EXERCISE
Reproduce all of the material, keeping each line intact.

DATA RECORDS
────────────────
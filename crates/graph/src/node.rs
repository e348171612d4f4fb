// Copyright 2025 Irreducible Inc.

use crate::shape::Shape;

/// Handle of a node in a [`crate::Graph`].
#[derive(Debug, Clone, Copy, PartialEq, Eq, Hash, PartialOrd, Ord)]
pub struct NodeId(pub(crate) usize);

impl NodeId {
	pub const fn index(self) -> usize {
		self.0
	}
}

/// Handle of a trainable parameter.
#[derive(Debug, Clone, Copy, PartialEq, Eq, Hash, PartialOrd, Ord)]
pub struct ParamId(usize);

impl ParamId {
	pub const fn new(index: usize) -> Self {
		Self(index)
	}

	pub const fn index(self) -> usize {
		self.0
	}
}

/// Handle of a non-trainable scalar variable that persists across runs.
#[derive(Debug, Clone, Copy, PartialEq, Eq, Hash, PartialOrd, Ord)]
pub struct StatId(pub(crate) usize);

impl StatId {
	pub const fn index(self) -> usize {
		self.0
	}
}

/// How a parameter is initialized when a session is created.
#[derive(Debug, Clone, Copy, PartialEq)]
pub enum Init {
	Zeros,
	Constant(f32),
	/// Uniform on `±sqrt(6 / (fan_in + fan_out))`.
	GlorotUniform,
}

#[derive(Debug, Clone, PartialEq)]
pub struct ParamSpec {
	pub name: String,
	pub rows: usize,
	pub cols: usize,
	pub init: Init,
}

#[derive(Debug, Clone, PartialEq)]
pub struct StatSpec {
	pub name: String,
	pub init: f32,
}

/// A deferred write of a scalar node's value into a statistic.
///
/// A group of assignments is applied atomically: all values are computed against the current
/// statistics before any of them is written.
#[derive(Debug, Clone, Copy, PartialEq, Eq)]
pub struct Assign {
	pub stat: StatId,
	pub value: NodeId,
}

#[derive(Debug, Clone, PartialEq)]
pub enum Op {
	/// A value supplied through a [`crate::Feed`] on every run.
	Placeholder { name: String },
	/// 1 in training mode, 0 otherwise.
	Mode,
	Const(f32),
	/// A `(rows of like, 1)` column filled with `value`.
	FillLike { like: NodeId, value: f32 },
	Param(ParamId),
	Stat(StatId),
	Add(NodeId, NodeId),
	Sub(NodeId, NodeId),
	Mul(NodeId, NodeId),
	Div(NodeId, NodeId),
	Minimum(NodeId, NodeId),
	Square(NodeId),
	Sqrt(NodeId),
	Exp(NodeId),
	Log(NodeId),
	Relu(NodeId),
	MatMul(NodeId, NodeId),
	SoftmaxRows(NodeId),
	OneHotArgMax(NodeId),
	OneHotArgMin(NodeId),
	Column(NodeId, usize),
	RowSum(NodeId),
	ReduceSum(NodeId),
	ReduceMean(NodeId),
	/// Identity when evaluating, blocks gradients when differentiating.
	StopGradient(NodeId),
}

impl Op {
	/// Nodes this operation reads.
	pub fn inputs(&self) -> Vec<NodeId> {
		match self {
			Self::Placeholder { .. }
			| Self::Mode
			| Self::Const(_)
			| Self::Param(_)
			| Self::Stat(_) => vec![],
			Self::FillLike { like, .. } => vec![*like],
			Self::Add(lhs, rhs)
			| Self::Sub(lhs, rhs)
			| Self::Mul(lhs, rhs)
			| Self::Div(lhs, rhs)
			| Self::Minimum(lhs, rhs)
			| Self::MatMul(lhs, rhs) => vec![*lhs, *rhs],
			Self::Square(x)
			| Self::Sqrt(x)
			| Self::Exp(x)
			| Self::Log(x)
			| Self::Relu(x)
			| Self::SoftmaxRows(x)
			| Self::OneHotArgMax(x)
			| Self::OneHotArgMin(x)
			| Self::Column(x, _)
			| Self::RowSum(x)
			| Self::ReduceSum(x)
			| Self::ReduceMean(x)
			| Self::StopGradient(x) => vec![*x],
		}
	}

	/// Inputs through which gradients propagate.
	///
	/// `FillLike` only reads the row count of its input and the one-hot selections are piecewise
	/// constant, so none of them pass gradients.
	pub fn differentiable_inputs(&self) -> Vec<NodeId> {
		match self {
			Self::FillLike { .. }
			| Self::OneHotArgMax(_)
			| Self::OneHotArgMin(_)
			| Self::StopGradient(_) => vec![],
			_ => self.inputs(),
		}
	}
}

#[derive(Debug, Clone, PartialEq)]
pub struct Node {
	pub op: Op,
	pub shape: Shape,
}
────────────────
RESPONSE BELOW
filename crates/graph/src/node.rs
repository e348171612d4f4fb
// Copyright 2025 Irreducible Inc.

use crate::shape::Shape;

/// Handle of a node in a [`crate::Graph`].
#[derive(Debug, Clone, Copy, PartialEq, Eq, Hash, PartialOrd, Ord)]
pub struct NodeId(pub(crate) usize);

impl NodeId {
	pub const fn index(self) -> usize {
		self.0
	}
}

/// Handle of a trainable parameter.
#[derive(Debug, Clone, Copy, PartialEq, Eq, Hash, PartialOrd, Ord)]
pub struct ParamId(usize);

impl ParamId {
	pub const fn new(index: usize) -> Self {
		Self(index)
	}

	pub const fn index(self) -> usize {
		self.0
	}
}

/// Handle of a non-trainable scalar variable that persists across runs.
#[derive(Debug, Clone, Copy, PartialEq, Eq, Hash, PartialOrd, Ord)]
pub struct StatId(pub(crate) usize);

impl StatId {
	pub const fn index(self) -> usize {
		self.0
	}
}

/// How a parameter is initialized when a session is created.
#[derive(Debug, Clone, Copy, PartialEq)]
pub enum Init {
	Zeros,
	Constant(f32),
	/// Uniform on `±sqrt(6 / (fan_in + fan_out))`.
	GlorotUniform,
}

#[derive(Debug, Clone, PartialEq)]
pub struct ParamSpec {
	pub name: String,
	pub rows: usize,
	pub cols: usize,
	pub init: Init,
}

#[derive(Debug, Clone, PartialEq)]
pub struct StatSpec {
	pub name: String,
	pub init: f32,
}

/// A deferred write of a scalar node's value into a statistic.
///
/// A group of assignments is applied atomically: all values are computed against the current
/// statistics before any of them is written.
#[derive(Debug, Clone, Copy, PartialEq, Eq)]
pub struct Assign {
	pub stat: StatId,
	pub value: NodeId,
}

#[derive(Debug, Clone, PartialEq)]
pub enum Op {
	/// A value supplied through a [`crate::Feed`] on every run.
	Placeholder { name: String },
	/// 1 in training mode, 0 otherwise.
	Mode,
	Const(f32),
	/// A `(rows of like, 1)` column filled with `value`.
	FillLike { like: NodeId, value: f32 },
	Param(ParamId),
	Stat(StatId),
	Add(NodeId, NodeId),
	Sub(NodeId, NodeId),
	Mul(NodeId, NodeId),
	Div(NodeId, NodeId),
	Minimum(NodeId, NodeId),
	Square(NodeId),
	Sqrt(NodeId),
	Exp(NodeId),
	Log(NodeId),
	Relu(NodeId),
	MatMul(NodeId, NodeId),
	SoftmaxRows(NodeId),
	OneHotArgMax(NodeId),
	OneHotArgMin(NodeId),
	Column(NodeId, usize),
	RowSum(NodeId),
	ReduceSum(NodeId),
	ReduceMean(NodeId),
	/// Identity when evaluating, blocks gradients when differentiating.
	StopGradient(NodeId),
}

impl Op {
	/// Nodes this operation reads.
	pub fn inputs(&self) -> Vec<NodeId> {
		match self {
			Self::Placeholder { .. }
			| Self::Mode
			| Self::Const(_)
			| Self::Param(_)
			| Self::Stat(_) => vec![],
			Self::FillLike { like, .. } => vec![*like],
			Self::Add(lhs, rhs)
			| Self::Sub(lhs, rhs)
			| Self::Mul(lhs, rhs)
			| Self::Div(lhs, rhs)
			| Self::Minimum(lhs, rhs)
			| Self::MatMul(lhs, rhs) => vec![*lhs, *rhs],
			Self::Square(x)
			| Self::Sqrt(x)
			| Self::Exp(x)
			| Self::Log(x)
			| Self::Relu(x)
			| Self::SoftmaxRows(x)
			| Self::OneHotArgMax(x)
			| Self::OneHotArgMin(x)
			| Self::Column(x, _)
			| Self::RowSum(x)
			| Self::ReduceSum(x)
			| Self::ReduceMean(x)
			| Self::StopGradient(x) => vec![*x],
		}
	}

	/// Inputs through which gradients propagate.
	///
	/// `FillLike` only reads the row count of its input and the one-hot selections are piecewise
	/// constant, so none of them pass gradients.
	pub fn differentiable_inputs(&self) -> Vec<NodeId> {
		match self {
			Self::FillLike { .. }
			| Self::OneHotArgMax(_)
			| Self::OneHotArgMin(_)
			| Self::StopGradient(_) => vec![],
			_ => self.inputs(),
		}
	}
}

#[derive(Debug, Clone, PartialEq)]
pub struct Node {
	pub op: Op,
	pub shape: Shape,
}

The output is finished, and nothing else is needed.